43.  In making a decision under this Part or under section 84, the Minister and any person designated under section 67 shall

(a) draw from the circumstances of the case, and any evidence presented to the Minister or person, every reasonable inference in favour of an applicant under this Part or under section 84;

(b) accept any uncontradicted evidence presented to the Minister or the person, by the applicant, that the Minister or person considers to be credible in the circumstances; and

(c) resolve in favour of the applicant any doubt, in the weighing of the evidence, as to whether the applicant has established a case.

45(1)  The Minister may, on application, pay a disability award to a member or a veteran who establishes that they are suffering from a disability resulting from

(a) a service-related injury or disease; or

(b) a non-service-related injury or disease that was aggravated by service.

Veterans Review and Appeal Board Act, SC 1995, c 18:

3  The provisions of this Act and of any other Act of Parliament or of any regulations made under this or any other Act of Parliament conferring or imposing jurisdiction, powers, duties or functions on the Board shall be liberally construed and interpreted to the end that the recognized obligation of the people and Government of Canada to those who have served their country so well and to their dependants may be fulfilled.

39  In all proceedings under this Act, the Board shall

(a) draw from all the circumstances of the case and all the evidence presented to it every reasonable inference in favour of the applicant or appellant;

(b) accept any uncontradicted evidence presented to it by the applicant or appellant that it considers to be credible in the circumstances; and

(c) resolve in favour of the applicant or appellant any doubt, in the weighing of evidence, as to whether the applicant or appellant has established a case.

Issue and standard of review

[18]  There is one issue to be determined in this judicial review, being whether the Appeal Panel’s decision is reasonable.

[19]  There is a presumption that reasonableness is the applicable standard whenever a Court reviews an administrative decision (Canada (Minister of Citizenship and Immigration) v Vavilov, 2019 SCC 65 (Vavilov)).  That presumption will be rebutted where the legislature has prescribed by statute the applicable standard of review or where there is a statutory appeal mechanism from an administrative decision-maker to a court, thereby signaling the legislature’s intent that appellate standards should apply (Vavilov at para 33).  However, in this matter, neither the VRAB Act nor the Compensation Act prescribe an applicable standard of review or contain an appeal mechanism to this Court from a decision of the Appeal Panel.  The presumption may also be rebutted where the rule of law requires the application of the correctness standard.  This will be the case for certain categories of questions, namely constitutional questions, general questions of law of central importance to the legal system as a whole and questions related to the jurisdictional boundaries between two or more administrative bodies (Vavilov at paras 17, 53-72).  None of those questions arise here.

[20]  Therefore, as the presumptive standard of reasonableness has not been rebutted, it is the applicable standard of review.

[21]  A review for reasonableness means that:

99  A reviewing court must develop an understanding of the decision maker’s reasoning process in order to determine whether the decision as a whole is reasonable.
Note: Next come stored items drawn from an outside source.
//! # Result Export
//!
//! Saves a processed image locally. Each export builds a transient
//! [`Download`] (file name plus decoded bytes), writes it, and drops it; the
//! session is never touched, so exporting twice writes the same file twice.

use base64::alphabet;
use base64::engine::{DecodePaddingMode, GeneralPurpose, GeneralPurposeConfig};
use base64::Engine as _;
use log::info;
use std::fs;
use std::io;
use std::path::{Path, PathBuf};

use crate::client::ProcessedImage;
use crate::common::error::ExportError;
use crate::common::messages::{split_data_uri, Operation};

// Services are not consistent about trailing `=` padding.
const RESULT_ENGINE: GeneralPurpose = GeneralPurpose::new(
    &alphabet::STANDARD,
    GeneralPurposeConfig::new().with_decode_padding_mode(DecodePaddingMode::Indifferent),
);

/// File name used for a result of `operation`, e.g. `encrypted_image.png`.
pub fn export_filename(operation: Operation) -> String {
    format!("{}_image.png", operation.past_tense())
}

/// A one-shot file save: created per export, consumed by [`Download::save_in`].
#[derive(Debug, Clone, PartialEq, Eq)]
pub struct Download {
    filename: String,
    bytes: Vec<u8>,
}

impl Download {
    pub fn filename(&self) -> &str {
        &self.filename
    }

    pub fn bytes(&self) -> &[u8] {
        &self.bytes
    }

    /// Write the file into `directory`, creating it if needed.
    pub fn save_in(self, directory: &Path) -> io::Result<PathBuf> {
        fs::create_dir_all(directory)?;
        let path = directory.join(&self.filename);
        fs::write(&path, &self.bytes)?;
        Ok(path)
    }
}

/// Writes processed images into a fixed output directory.
#[derive(Debug, Clone)]
pub struct ResultExporter {
    directory: PathBuf,
}

impl ResultExporter {
    pub fn new(directory: impl Into<PathBuf>) -> Self {
        Self {
            directory: directory.into(),
        }
    }

    pub fn directory(&self) -> &Path {
        &self.directory
    }

    /// Build the download for `result` without writing anything.
    ///
    /// # Errors
    /// - [`ExportError::NoResult`] when there is no successful result
    /// - [`ExportError::InvalidImage`] when the image reference is not base64
    pub fn prepare(result: Option<&ProcessedImage>) -> Result<Download, ExportError> {
        let result = result.ok_or(ExportError::NoResult)?;
        let (_, payload) = split_data_uri(&result.image);
        let bytes = RESULT_ENGINE
            .decode(payload.trim())
            .map_err(|e| ExportError::InvalidImage(e.to_string()))?;

        Ok(Download {
            filename: export_filename(result.operation),
            bytes,
        })
    }

    /// Save `result` into the output directory and return the written path.
    pub fn export(&self, result: Option<&ProcessedImage>) -> Result<PathBuf, ExportError> {
        let download = Self::prepare(result)?;
        let path = download.save_in(&self.directory)?;
        info!("💾 Saved processed image to {}", path.display());
        Ok(path)
    }
}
To make this determination, the reviewing court asks whether the decision bears the hallmarks of reasonableness — justification, transparency and intelligibility — and whether it is justified in relation to the relevant factual and legal constraints that bear on the decision: Dunsmuir, at paras. 47 and 74; Catalyst, at para. 13.

(Vavilov at para 99)

Preliminary matters

  i.  Properly named respondent

[22]  The Respondent submits, and I agree, that pursuant to Rule 303 of the Federal Courts Rules, SOR/98-106, the named respondent in this matter should be the Attorney General of Canada.  I will order the style of cause to be amended accordingly.

  ii.  Admissibility of portions of the Applicant’s supporting affidavit

[23]  The Applicant filed an affidavit in support of his application for judicial review, sworn on July 7, 2017.  Therein he states that attached as Exhibit “B” to his affidavit are “documents which include medical documents which were missing from my file or lost by the respondent along with additional new information”.
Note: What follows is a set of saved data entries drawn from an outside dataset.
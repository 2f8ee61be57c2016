pub mod app;
pub mod cli;
pub mod credentials;
pub mod email_content;
pub mod error;
pub mod gmail_api;
pub mod summarizer;
pub mod types;
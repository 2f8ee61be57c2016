use std::collections::HashMap;
use std::time::Duration;

use async_trait::async_trait;
use chrono::Utc;
use oauth2::basic::BasicClient;
use oauth2::{
    AuthUrl, AuthorizationCode, ClientId, ClientSecret as OauthClientSecret, CsrfToken,
    PkceCodeChallenge, RedirectUrl, Scope, TokenResponse, TokenUrl,
};
use tiny_http::{Response, Server};
use tokio::sync::oneshot;
use url::Url;

use crate::credentials::{CachedToken, ClientSecret};
use crate::error::AuthError;

use super::auth::ConsentFlow;

// How long to wait for the user to finish the browser consent.
const CALLBACK_TIMEOUT_SECS: u64 = 180;

const SUCCESS_PAGE: &str = "Authorization received. You can close this tab.";
const DENIED_PAGE: &str = "Authorization was not granted. You can close this tab.";

/// Interactive authorization-code grant with PKCE. Binds a short-lived
/// loopback listener on an ephemeral port, opens the system browser and
/// exchanges the returned code at the token endpoint.
pub struct BrowserConsentFlow;

impl BrowserConsentFlow {
    pub fn new() -> Self {
        Self
    }
}

impl Default for BrowserConsentFlow {
    fn default() -> Self {
        Self::new()
    }
}

#[async_trait]
impl ConsentFlow for BrowserConsentFlow {
    async fn authorize(
        &self,
        secret: &ClientSecret,
        scopes: Vec<String>,
    ) -> Result<CachedToken, AuthError> {
        // Bind first so the redirect cannot race the browser.
        let server = Server::http("127.0.0.1:0")
            .map_err(|e| AuthError::Listener(e.to_string()))?;
        let port = server
            .server_addr()
            .to_ip()
            .map(|a| a.port())
            .ok_or_else(|| AuthError::Listener("listener has no IP address".to_string()))?;
        let redirect_uri = format!("http://127.0.0.1:{port}");

        let client = BasicClient::new(
            ClientId::new(secret.client_id.clone()),
            Some(OauthClientSecret::new(secret.client_secret.clone())),
            AuthUrl::new(secret.auth_uri.clone())
                .map_err(|e| AuthError::Exchange(e.to_string()))?,
            Some(
                TokenUrl::new(secret.token_uri.clone())
                    .map_err(|e| AuthError::Exchange(e.to_string()))?,
            ),
        )
        .set_redirect_uri(
            RedirectUrl::new(redirect_uri.clone())
                .map_err(|e| AuthError::Exchange(e.to_string()))?,
        );

        let (pkce_challenge, pkce_verifier) = PkceCodeChallenge::new_random_sha256();
        let (auth_url, csrf_state) = client
            .authorize_url(CsrfToken::new_random)
            .add_scopes(scopes.into_iter().map(Scope::new))
            .set_pkce_challenge(pkce_challenge)
            .url();

        println!("Open this URL in your browser to authorize:\n{auth_url}");
        if let Err(e) = webbrowser::open(auth_url.as_str()) {
            tracing::warn!("could not open browser automatically: {e}");
        }

        // The tiny_http accept loop is blocking; run it on its own thread
        // and hand the result back over a oneshot channel.
        let (tx, rx) = oneshot::channel();
        let listener_redirect = redirect_uri.clone();
        std::thread::spawn(move || {
            let result = wait_for_callback(&server, &listener_redirect);
            let _ = tx.send(result);
        });

        let (code, state) =
            tokio::time::timeout(Duration::from_secs(CALLBACK_TIMEOUT_SECS), rx)
                .await
                .map_err(|_| AuthError::ConsentTimeout)?
                .map_err(|_| AuthError::ConsentTimeout)??;

        if state != *csrf_state.secret() {
            return Err(AuthError::StateMismatch);
        }

        let token = client
            .exchange_code(AuthorizationCode::new(code))
            .set_pkce_verifier(pkce_verifier)
            .request_async(oauth2::reqwest::async_http_client)
            .await
            .map_err(|e| AuthError::Exchange(e.to_string()))?;

        let lifetime = token
            .expires_in()
            .unwrap_or(Duration::from_secs(3600))
            .as_secs() as i64;

        Ok(CachedToken {
            access_token: token.access_token().secret().to_string(),
            refresh_token: token.refresh_token().map(|r| r.secret().to_string()),
            expires_at: Utc::now() + chrono::Duration::seconds(lifetime),
        })
    }
}

// Accept requests until one carries a code or an error. Returns the code and
// the echoed state parameter.
fn wait_for_callback(server: &Server, redirect_uri: &str) -> Result<(String, String), AuthError> {
    for request in server.incoming_requests() {
        let full = format!("{}{}", redirect_uri, request.url());
        let parsed = match Url::parse(&full) {
            Ok(u) => u,
            Err(e) => {
                let _ = request.respond(Response::from_string(DENIED_PAGE));
                return Err(AuthError::BadRedirect(e.to_string()));
            }
        };

        let params: HashMap<String, String> = parsed.query_pairs().into_owned().collect();

        if let Some(error) = params.get("error") {
            let _ = request.respond(Response::from_string(DENIED_PAGE));
            return Err(AuthError::ConsentDenied(error.clone()));
        }

        match (params.get("code"), params.get("state")) {
            (Some(code), Some(state)) => {
                let _ = request.respond(Response::from_string(SUCCESS_PAGE));
                return Ok((code.clone(), state.clone()));
            }
            _ => {
                // Favicon probes and the like: answer and keep waiting.
                let _ = request.respond(Response::from_string(DENIED_PAGE));
            }
        }
    }
    Err(AuthError::ConsentTimeout)
}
[24]  The Respondent filed an affidavit of Roderick Macleod Black, a Pre-hearing Case Coordinator in the Statement of Case Unit of VRAB, affirmed on July 30, 2019. Mr. Black states that he is able to confirm that the documents that he lists, which are found in Exhibit “B” of the Applicant’s affidavit, were not before the Appeal Panel when it made its decision.  Mr. Black also attaches those documents as Exhibit “A” of his affidavit.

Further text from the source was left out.